[Records provided]

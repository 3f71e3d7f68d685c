//! Axum router configuration with middleware.
//!
//! REST routes live under `/api/v1/`; `/health` and `/ws/events` sit at the
//! root. Middleware: CORS, request tracing.
//!
//! When `PARLEY_WEB_DIR` points at a built single-page app, unknown paths
//! fall through to its `index.html`. If the directory does not exist, only
//! the API is served.

use axum::Router;
use axum::routing::{get, post, put};
use tower_http::cors::{Any, CorsLayer};
use tower_http::services::{ServeDir, ServeFile};
use tower_http::trace::TraceLayer;

use crate::http::handlers;
use crate::state::AppState;

/// Build the complete API router with all routes and middleware.
pub fn build_router(state: AppState) -> Router {
    let cors = CorsLayer::new()
        .allow_origin(Any)
        .allow_methods(Any)
        .allow_headers(Any);

    let api_routes = Router::new()
        .route("/chat", post(handlers::chat::send_message))
        .route("/conversations", get(handlers::conversation::list_conversations))
        .route("/conversations/{id}", get(handlers::conversation::get_conversation))
        .route("/messages/{id}/edit", put(handlers::message::edit_message))
        .route("/messages/{id}/regenerate", post(handlers::message::regenerate))
        .route("/messages/{id}/versions", get(handlers::message::get_versions))
        .route("/health", get(health_check));

    let mut router = Router::new()
        .nest("/api/v1", api_routes)
        .route("/health", get(health_check))
        .route("/ws/events", get(handlers::ws::ws_handler))
        .layer(cors)
        .layer(TraceLayer::new_for_http())
        .with_state(state);

    if let Ok(web_dir) = std::env::var("PARLEY_WEB_DIR") {
        if std::path::Path::new(&web_dir).exists() {
            let index_path = format!("{web_dir}/index.html");
            let serve_dir = ServeDir::new(&web_dir).fallback(ServeFile::new(index_path));
            router = router.fallback_service(serve_dir);
            tracing::info!(path = %web_dir, "SPA static file serving enabled");
        } else {
            tracing::warn!(path = %web_dir, "PARLEY_WEB_DIR does not exist; serving API only");
        }
    }

    router
}

/// GET /health - no auth required.
async fn health_check() -> axum::Json<serde_json::Value> {
    axum::Json(serde_json::json!({
        "status": "ok",
        "version": env!("CARGO_PKG_VERSION"),
    }))
}
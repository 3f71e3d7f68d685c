//! Envelope response format for all API responses.
//!
//! Every response is wrapped in a consistent envelope:
//! ```json
//! {
//!   "data": { ... },
//!   "meta": { "request_id": "...", "timestamp": "...", "response_time_ms": 5 },
//!   "errors": [],
//!   "_links": { "self": "..." }
//! }
//! ```

use std::collections::HashMap;

use serde::Serialize;

/// Envelope response wrapping all API data.
#[derive(Debug, Serialize)]
pub struct ApiResponse<T: Serialize> {
    /// Always present; `null` on errors.
    pub data: Option<T>,

    pub meta: ApiMeta,

    /// Error list (empty on success).
    #[serde(skip_serializing_if = "Vec::is_empty")]
    pub errors: Vec<ApiErrorDetail>,

    #[serde(rename = "_links", skip_serializing_if = "HashMap::is_empty")]
    pub links: HashMap<String, String>,
}

/// Metadata included in every response.
#[derive(Debug, Serialize)]
pub struct ApiMeta {
    pub request_id: String,
    /// RFC 3339 timestamp of the response.
    pub timestamp: String,
    pub response_time_ms: u64,
}

/// Individual error detail.
#[derive(Debug, Serialize)]
pub struct ApiErrorDetail {
    /// Machine-readable error code, e.g. `PARTIAL_FAILURE`.
    pub code: String,
    pub message: String,
    #[serde(skip_serializing_if = "Option::is_none")]
    pub details: Option<serde_json::Value>,
}

impl ApiMeta {
    fn now(request_id: String, response_time_ms: u64) -> Self {
        Self {
            request_id,
            timestamp: chrono::Utc::now().to_rfc3339(),
            response_time_ms,
        }
    }
}

impl<T: Serialize> ApiResponse<T> {
    /// Create a success response with data.
    pub fn success(data: T, request_id: String, response_time_ms: u64) -> Self {
        Self {
            data: Some(data),
            meta: ApiMeta::now(request_id, response_time_ms),
            errors: Vec::new(),
            links: HashMap::new(),
        }
    }

    /// Add a HATEOAS link.
    pub fn with_link(mut self, rel: &str, href: &str) -> Self {
        self.links.insert(rel.to_string(), href.to_string());
        self
    }
}

impl ApiResponse<()> {
    /// Create an error response (no data).
    pub fn error(code: &str, message: &str, details: Option<serde_json::Value>) -> Self {
        Self {
            data: None,
            meta: ApiMeta::now(String::new(), 0),
            errors: vec![ApiErrorDetail {
                code: code.to_string(),
                message: message.to_string(),
                details,
            }],
            links: HashMap::new(),
        }
    }
}
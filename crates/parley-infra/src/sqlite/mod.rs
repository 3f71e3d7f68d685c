//! SQLite storage layer.
//!
//! Repository implementations backed by SQLite with WAL mode and split
//! read/write connection pools.

pub mod chat;
pub mod pool;
pub mod user;

use chrono::{DateTime, Utc};
use parley_types::error::RepositoryError;
use uuid::Uuid;

pub(crate) fn parse_datetime(s: &str) -> Result<DateTime<Utc>, RepositoryError> {
    DateTime::parse_from_rfc3339(s)
        .map(|dt| dt.with_timezone(&Utc))
        .map_err(|e| RepositoryError::Query(format!("invalid datetime: {e}")))
}

pub(crate) fn format_datetime(dt: &DateTime<Utc>) -> String {
    dt.to_rfc3339()
}

pub(crate) fn parse_uuid(s: &str, what: &str) -> Result<Uuid, RepositoryError> {
    Uuid::parse_str(s).map_err(|e| RepositoryError::Query(format!("invalid {what}: {e}")))
}

pub(crate) fn is_unique_violation(err: &sqlx::Error) -> bool {
    matches!(err, sqlx::Error::Database(db_err) if db_err.message().contains("UNIQUE"))
}
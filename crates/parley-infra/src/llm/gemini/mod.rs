//! Google Gemini gateway.
//!
//! Talks to the `generateContent` endpoint of the Generative Language API
//! with a single non-streaming request per reply.

pub mod client;
pub mod types;

pub use client::GeminiGateway;
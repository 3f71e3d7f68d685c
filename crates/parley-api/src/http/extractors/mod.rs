//! Request extractors shared by the HTTP handlers.

pub mod auth;
pub mod query;
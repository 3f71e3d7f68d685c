//! Observability for Parley: tracing subscriber setup and the attribute
//! names used on generative-provider spans.

pub mod genai_attrs;
pub mod tracing_setup;
//! User management and API key authentication.
//!
//! Keys are generated and hashed at the edge (parley-api); this service only
//! ever sees the SHA-256 hash.

use chrono::Utc;
use parley_types::error::{RepositoryError, UserError};
use parley_types::user::{ApiKey, User};
use tracing::{debug, info};
use uuid::Uuid;

use crate::repository::user::UserRepository;

/// Service for registering users and resolving API keys to user ids.
pub struct UserService<U: UserRepository> {
    repo: U,
}

impl<U: UserRepository> UserService<U> {
    pub fn new(repo: U) -> Self {
        Self { repo }
    }

    /// Register a new user.
    ///
    /// The email is trimmed and lowercased before storage.
    pub async fn create_user(&self, name: Option<String>, email: &str) -> Result<User, UserError> {
        let email = normalize_email(email)?;
        let name = name
            .map(|n| n.trim().to_string())
            .filter(|n| !n.is_empty());

        if self
            .repo
            .get_user_by_email(&email)
            .await
            .map_err(storage)?
            .is_some()
        {
            return Err(UserError::EmailTaken(email));
        }

        let user = User {
            id: Uuid::now_v7(),
            name,
            email: email.clone(),
            created_at: Utc::now(),
        };

        let user = self.repo.create_user(&user).await.map_err(|e| match e {
            RepositoryError::Conflict(_) => UserError::EmailTaken(email.clone()),
            other => storage(other),
        })?;

        info!(user_id = %user.id, "User created");
        Ok(user)
    }

    pub async fn get_user(&self, user_id: Uuid) -> Result<User, UserError> {
        self.repo
            .get_user(&user_id)
            .await
            .map_err(storage)?
            .ok_or(UserError::NotFound)
    }

    pub async fn list_users(&self) -> Result<Vec<User>, UserError> {
        self.repo.list_users().await.map_err(storage)
    }

    /// Attach an already-hashed API key to `user_id`.
    pub async fn register_api_key(
        &self,
        user_id: Uuid,
        key_hash: String,
        name: &str,
    ) -> Result<ApiKey, UserError> {
        // Ensure the owner exists before storing the key.
        self.get_user(user_id).await?;

        let key = ApiKey {
            id: Uuid::now_v7(),
            user_id,
            key_hash,
            name: name.to_string(),
            created_at: Utc::now(),
            last_used_at: None,
        };
        self.repo.save_api_key(&key).await.map_err(storage)?;

        info!(user_id = %user_id, key_id = %key.id, "API key registered");
        Ok(key)
    }

    /// Resolve a key hash to its owner. Unknown hashes yield `None`.
    pub async fn authenticate(&self, key_hash: &str) -> Result<Option<Uuid>, UserError> {
        let Some(key) = self
            .repo
            .find_api_key_by_hash(key_hash)
            .await
            .map_err(storage)?
        else {
            debug!("Unknown API key presented");
            return Ok(None);
        };

        self.repo
            .touch_api_key(&key.id, Utc::now())
            .await
            .map_err(storage)?;
        Ok(Some(key.user_id))
    }
}

fn storage(err: RepositoryError) -> UserError {
    UserError::StorageError(err.to_string())
}

/// Minimal shape check: one `@` with non-empty local part and a dotted domain.
fn normalize_email(email: &str) -> Result<String, UserError> {
    let email = email.trim().to_lowercase();
    let valid = match email.split_once('@') {
        Some((local, domain)) => {
            !local.is_empty()
                && !domain.contains('@')
                && domain.contains('.')
                && !domain.starts_with('.')
                && !domain.ends_with('.')
                && !email.contains(char::is_whitespace)
        }
        None => false,
    };
    if valid {
        Ok(email)
    } else {
        Err(UserError::InvalidEmail(email))
    }
}

#[cfg(test)]
mod tests {
    use super::*;
    use crate::testing::InMemoryUserRepository;

    fn service() -> UserService<InMemoryUserRepository> {
        UserService::new(InMemoryUserRepository::default())
    }

    #[tokio::test]
    async fn create_user_normalizes_email() {
        let svc = service();
        let user = svc
            .create_user(Some("  Ada ".to_string()), " Ada@Example.COM ")
            .await
            .unwrap();
        assert_eq!(user.email, "ada@example.com");
        assert_eq!(user.name.as_deref(), Some("Ada"));
    }

    #[tokio::test]
    async fn duplicate_email_is_rejected() {
        let svc = service();
        svc.create_user(None, "ada@example.com").await.unwrap();
        let err = svc.create_user(None, "ADA@example.com").await.unwrap_err();
        assert!(matches!(err, UserError::EmailTaken(_)));
    }

    #[tokio::test]
    async fn invalid_emails_are_rejected() {
        let svc = service();
        for bad in ["", "no-at-sign", "@example.com", "a@b", "a@b@c.com", "a b@c.com"] {
            let err = svc.create_user(None, bad).await.unwrap_err();
            assert!(matches!(err, UserError::InvalidEmail(_)), "{bad} accepted");
        }
    }

    #[tokio::test]
    async fn authenticate_resolves_registered_key() {
        let svc = service();
        let user = svc.create_user(None, "ada@example.com").await.unwrap();
        svc.register_api_key(user.id, "hash-1".to_string(), "default")
            .await
            .unwrap();

        assert_eq!(svc.authenticate("hash-1").await.unwrap(), Some(user.id));
        assert_eq!(svc.authenticate("hash-2").await.unwrap(), None);
    }

    #[tokio::test]
    async fn register_key_for_unknown_user_fails() {
        let svc = service();
        let err = svc
            .register_api_key(Uuid::now_v7(), "hash".to_string(), "default")
            .await
            .unwrap_err();
        assert!(matches!(err, UserError::NotFound));
    }
}
//! Configuration and constants for the CLI.

/// Current export schema version (reported by `version`)
pub const EXPORT_SCHEMA_VERSION: &str = "1.0.0";

/// Default edge kinds, in match order.
///
/// Patterns match the phrases the edge-log runtime writes between the
/// function name and the target address, e.g. `main: conditional branch edge to 0x...`.
/// The surrounding spaces keep ` conditional branch ` from matching inside
/// ` unconditional branch `.
pub const DEFAULT_EDGE_KINDS: &[(&str, &str)] = &[
    ("direct-call", r" direct call "),
    ("indirect-call", r" indirect call "),
    ("return", r" return "),
    ("conditional-branch", r" conditional branch "),
    ("unconditional-branch", r" unconditional branch "),
    ("switch", r" switch "),
    ("unknown-edge", r" unknown edge "),
];

// Field names in structured (CSV) edge logs
pub const FIELD_SHARED_OBJECT: &str = "shared_object";
pub const FIELD_BASE_ADDR: &str = "base_addr";
pub const FIELD_PREV_ADDR: &str = "prev_addr";
pub const FIELD_CUR_ADDR: &str = "cur_addr";

/// Fields a structured log header must name
pub const REQUIRED_FIELDS: &[&str] = &[FIELD_PREV_ADDR, FIELD_CUR_ADDR];

/// Module name used when a structured log has no `shared_object` column
pub const UNKNOWN_MODULE: &str = "<unknown>";

// Report column names
pub const COLUMN_SOURCE: &str = "source";
pub const COLUMN_COUNT: &str = "count";
pub const COLUMN_TOTAL: &str = "total";

/// Read buffer size for trace logs
pub const READ_BUFFER_SIZE: usize = 256 * 1024;
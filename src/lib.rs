//! Edge Summary
//!
//! Summarizes the control-flow edge logs written by instrumented binaries.
//!
//! Two log formats are supported:
//! - **unstructured**: one text line per edge, classified into edge kinds
//!   (`conditional-branch`, `return`, ...) by an ordered pattern list
//! - **structured**: CSV rows of `shared_object,base_addr,prev_addr,cur_addr`,
//!   counted per distinct edge
//!
//! Counts are kept per input log and rendered as a console table or
//! exported as CSV/JSON.
//!
//! ## Getting Started
//!
//! ```bash
//! summarize-edges summarize --total edges-1.log edges-2.log
//! summarize-edges summarize -f structured -o edges.csv run.csv
//! ```

pub mod aggregator;
pub mod commands;
pub mod output;
pub mod parser;
pub mod utils;
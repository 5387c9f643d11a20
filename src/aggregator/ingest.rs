//! Drive one trace log through the reader and classifier into a count table.

use super::count_table::{CountTable, SourceCounts};
use crate::parser::classifier::EdgeClassifier;
use crate::parser::reader::{open_log, ReadOptions};
use crate::parser::schema::RawRecord;
use crate::utils::error::SummaryError;
use log::{debug, info};
use std::path::Path;

/// Read one log completely and add its counts to `table`
///
/// **Public** - main entry point for aggregation
///
/// The source is registered even when nothing in it classifies. Counts are
/// staged and only committed once the whole file has been read, so a file
/// that fails part-way contributes nothing.
///
/// # Returns
/// The counts committed for this file
///
/// # Errors
/// * `SummaryError::InputNotFound` - log cannot be opened
/// * `SummaryError::MalformedRecord` - structured row fails validation
/// * `SummaryError::ReadFailed` - I/O error while reading
pub fn aggregate_file(
    table: &mut CountTable,
    classifier: &EdgeClassifier,
    path: impl AsRef<Path>,
    options: ReadOptions,
) -> Result<SourceCounts, SummaryError> {
    let path = path.as_ref();
    let source = source_id(path);

    let records = open_log(path, options)?;
    let staged = classify_records(classifier, path, records)?;

    let stats = staged.stats();
    info!(
        "{}: {} records, {} classified, {} unmatched",
        source, stats.records_read, stats.classified, stats.unmatched
    );

    table.commit(&source, staged.clone());

    Ok(staged)
}

/// Classify every record of one log into a fresh set of counts
///
/// **Private** - internal helper for aggregate_file
fn classify_records(
    classifier: &EdgeClassifier,
    path: &Path,
    records: impl Iterator<Item = Result<RawRecord, SummaryError>>,
) -> Result<SourceCounts, SummaryError> {
    let mut staged = SourceCounts::new();

    for record in records {
        let record = record?;

        match classifier.classify(path, &record)? {
            Some(key) => staged.increment(key),
            None => staged.skip_unmatched(),
        }
    }

    if staged.stats().unmatched > 0 {
        debug!(
            "{}: dropped {} lines matching no edge kind",
            path.display(),
            staged.stats().unmatched
        );
    }

    Ok(staged)
}

/// Identifier a log is reported under
pub fn source_id(path: &Path) -> String {
    path.display().to_string()
}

[/Records provided]

Your goal: Find the lines above that contain the word "client" and copy each one.

Response to this exercise:
pub mod client;
pub use client::GeminiGateway;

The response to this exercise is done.